Executive Summary: Key Legal and Evidentiary Issues

  • Pleadings failed to link the moving defendants contractually to the plaintiff, defeating claims for wrongful dismissal and breach of contract.
  • Allegations of “lack of due diligence” and breach of fiduciary duty were struck because no material facts showed any undertaking by the defendants to act in the plaintiff’s best interests.
  • Claimed harms such as stress, anxiety, embarrassment, and humiliation were treated as heads of damage, not standalone causes of action under Manitoba law.
  • The defamation claim was inadequately pleaded, as it did not identify who made the alleged statements or the particulars of publication about missing building keys and resulting costs.
  • Application of Rule 25.11(1)(d) of the Court of King’s Bench Rules drove the outcome, with the court striking any causes of action that did not disclose a reasonable cause against the moving defendants.
  • Leave to amend was narrowly granted only for a properly particularized defamation claim against specific individual defendants, with a caution about potential cost consequences.

Facts of the case

The dispute arises out of the termination of employment of the plaintiff, Robert Arnold Vosters, who worked as a resident caretaker at a residential property located at 5445 Roblin Boulevard in Winnipeg (the Property). The Property was managed by S.A.M. (Management) Inc. (S.A.M.), a non-profit organization responsible for property management. Within S.A.M., Jennifer Maidens acted as a senior property manager in relation to the Property. Vasa Lund Estates Inc. (VLE), also a non-profit organization, was connected to the Property through its volunteer Board of Directors, chaired by Neil Carlson, which provided general oversight of VLE. In addition, the Vasa Lund Estate Tenants Council (misnamed in the pleadings as the Vasa Lund Estates Tenants Association) functioned as a volunteer body of eight or nine tenants that raised residents’ concerns and reported these to the VLE Board, with Jim Wintemute serving as President. The plaintiff commenced employment on November 1, 2022, under a written employment contract as the Property’s resident caretaker. His employment was terminated on January 10, 2024. Following his dismissal, the plaintiff commenced an action against several defendants, including S.A.M., VLE, Maidens, Carlson, Wintemute, and the Tenants Council, alleging wrongful termination, breach of contract, breach of fiduciary duty, harassment and intimidation, stress, anxiety, embarrassment and humiliation, and defamation.

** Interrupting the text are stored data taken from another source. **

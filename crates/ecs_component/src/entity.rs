//! Entity type.
//!
//! An [`Entity`] is a named component container. It is itself a
//! [`Component`](crate::Component), so entities can own sub-entities.

use crate::component::{AnyComponent, ComponentInfo};
use crate::container::Container;

/// A component container.
#[derive(Debug, Clone)]
pub struct Entity {
    pub(crate) info: ComponentInfo,
    components: Vec<AnyComponent>,
}

impl Entity {
    /// Create an enabled, empty entity.
    #[must_use]
    pub fn new(name: impl Into<String>) -> Self {
        Self {
            info: ComponentInfo::new(name, true),
            components: Vec::new(),
        }
    }

    /// Builder: attach a component.
    #[must_use]
    pub fn with_component(mut self, component: impl Into<AnyComponent>) -> Self {
        self.add_component(component);
        self
    }
}

impl Container for Entity {
    fn components(&self) -> &[AnyComponent] {
        &self.components
    }

    fn components_vec_mut(&mut self) -> &mut Vec<AnyComponent> {
        &mut self.components
    }
}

Procedural posture and parties’ positions

S.A.M. and VLE responded to the plaintiff’s lawsuit by filing statements of defence and crossclaims against each other, which are not substantively determined in this decision. Separately, four defendants—Maidens, Carlson, Wintemute, and the Tenants Council—brought motions to strike the claim as against them. Carlson, Wintemute, and the Tenants Council invoked all four grounds in Rule 25.11(1) of the Court of King’s Bench Rules, which allows the court to strike pleadings that may prejudice or delay a fair trial, are scandalous, frivolous or vexatious, are an abuse of process, or do not disclose a reasonable cause of action. Maidens limited her motion to Rule 25.11(1)(d), arguing that the claim disclosed no reasonable cause of action against her. The court approached the matter by first analyzing whether the statement of claim, as drafted, disclosed any reasonable cause of action against these moving defendants.

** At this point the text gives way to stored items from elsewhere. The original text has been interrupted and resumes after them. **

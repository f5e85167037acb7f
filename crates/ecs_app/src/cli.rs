//! Command-line configuration.

use std::path::PathBuf;
use std::time::Duration;

use clap::{Parser, ValueEnum};

use crate::demo;
use crate::tick::TickConfig;

/// Where system diagnostics go.
#[derive(Debug, Clone, Copy, PartialEq, Eq, ValueEnum)]
pub enum Output {
    /// Plain lines on standard output.
    Console,
    /// `tracing` events (subject to `RUST_LOG`).
    Tracing,
}

#[derive(Debug, Parser)]
#[command(name = "ecs_app", about = "Console host that ticks the scene ECS")]
pub struct Args {
    /// Simulation rate in ticks per second; each tick advances 1 / rate seconds
    #[arg(long, default_value_t = 60.0, value_parser = positive_rate)]
    pub tick_rate: f32,

    /// Wall-clock delay between ticks, in milliseconds
    #[arg(long, default_value_t = 500)]
    pub frame_delay_ms: u64,

    /// Stop after this many ticks (0 = run until quit)
    #[arg(long, default_value_t = 0)]
    pub max_ticks: u64,

    /// JSON scene description to load instead of the sample scene
    #[arg(short, long)]
    pub scene: Option<PathBuf>,

    /// Entity whose sound the `p` key toggles
    #[arg(long, default_value = demo::ENTITY_A)]
    pub sound_entity: String,

    /// Entity whose rigid-body mass the `+`/`-` keys adjust
    #[arg(long, default_value = demo::ENTITY_B)]
    pub body_entity: String,

    /// Diagnostic output
    #[arg(long, value_enum, default_value_t = Output::Console)]
    pub output: Output,
}

impl Args {
    /// The tick-loop settings these arguments describe.
    #[must_use]
    pub fn tick_config(&self) -> TickConfig {
        TickConfig {
            tick_rate: self.tick_rate,
            frame_delay: Duration::from_millis(self.frame_delay_ms),
            max_ticks: self.max_ticks,
            sound_entity: self.sound_entity.clone(),
            body_entity: self.body_entity.clone(),
        }
    }
}

fn positive_rate(s: &str) -> Result<f32, String> {
    let rate: f32 = s.parse().map_err(|e| format!("{e}"))?;
    if rate.is_finite() && rate > 0.0 {
        Ok(rate)
    } else {
        Err(format!("tick rate must be a positive number, got {rate}"))
    }
}

#[cfg(test)]
mod tests {
    use super::*;

    #[test]
    fn test_defaults() {
        let args = Args::try_parse_from(["ecs_app"]).unwrap();
        assert_eq!(args.tick_rate, 60.0);
        assert_eq!(args.output, Output::Console);
        assert!(args.scene.is_none());

        let config = args.tick_config();
        assert_eq!(config.frame_delay, Duration::from_millis(500));
        assert_eq!(config.max_ticks, 0);
        assert_eq!(config.sound_entity, "entityA");
        assert_eq!(config.body_entity, "entityB");
    }

    #[test]
    fn test_overrides() {
        let args = Args::try_parse_from([
            "ecs_app",
            "--tick-rate",
            "30",
            "--frame-delay-ms",
            "0",
            "--max-ticks",
            "3",
            "--scene",
            "level.json",
            "--output",
            "tracing",
        ])
        .unwrap();
        assert_eq!(args.tick_config().dt(), 1.0 / 30.0);
        assert_eq!(args.max_ticks, 3);
        assert_eq!(args.scene, Some(PathBuf::from("level.json")));
        assert_eq!(args.output, Output::Tracing);
    }

    #[test]
    fn test_rejects_non_positive_rate() {
        assert!(Args::try_parse_from(["ecs_app", "--tick-rate", "0"]).is_err());
        assert!(Args::try_parse_from(["ecs_app", "--tick-rate", "-5"]).is_err());
        assert!(Args::try_parse_from(["ecs_app", "--tick-rate", "fast"]).is_err());
    }
}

Wrongful termination and breach of contract

The plaintiff advanced claims of wrongful termination and breach of contract on the premise that he was employed by VLE. However, in assessing the pleadings, the court emphasized that where identical causes of action are alleged against multiple defendants, a plaintiff must either plead that each defendant’s role is materially the same or provide particularized facts supporting the claim against each defendant individually. In this case, the plaintiff did not plead that any of the moving defendants—Maidens, Carlson, Wintemute, or the Tenants Council—were parties to his employment contract or otherwise in a direct contractual relationship with him. The absence of any pleaded privity of contract between the plaintiff and these moving defendants was fatal to the wrongful dismissal and breach of contract claims against them. Consequently, the court held that the claim disclosed no reasonable cause of action in wrongful dismissal or breach of contract as against the moving defendants, and those claims were struck without leave to amend in relation to them.

Alleged breach of due diligence and fiduciary duty

The plaintiff’s claim also contained general references to a lack of “due diligence” and to alleged breaches of fiduciary duty. These included assertions that Carlson and the VLE Board failed to investigate adequately and that S.A.M. generally lacked fiduciary responsibility. The court noted that a failure of “due diligence,” standing alone, is not a recognized independent tort in Manitoba law. Similarly, a fiduciary duty requires, at a minimum, an express or implied undertaking by the alleged fiduciary to act in the best interests of the other party. Here, the pleadings did not contain material facts indicating that any of the moving defendants had undertaken to act in the plaintiff’s best interests in a manner that would give rise to a fiduciary relationship. Without such an undertaking, a claim based on breach of fiduciary duty cannot succeed. As a result, both the “due diligence” and fiduciary duty claims were struck against the moving defendants, again without leave to amend.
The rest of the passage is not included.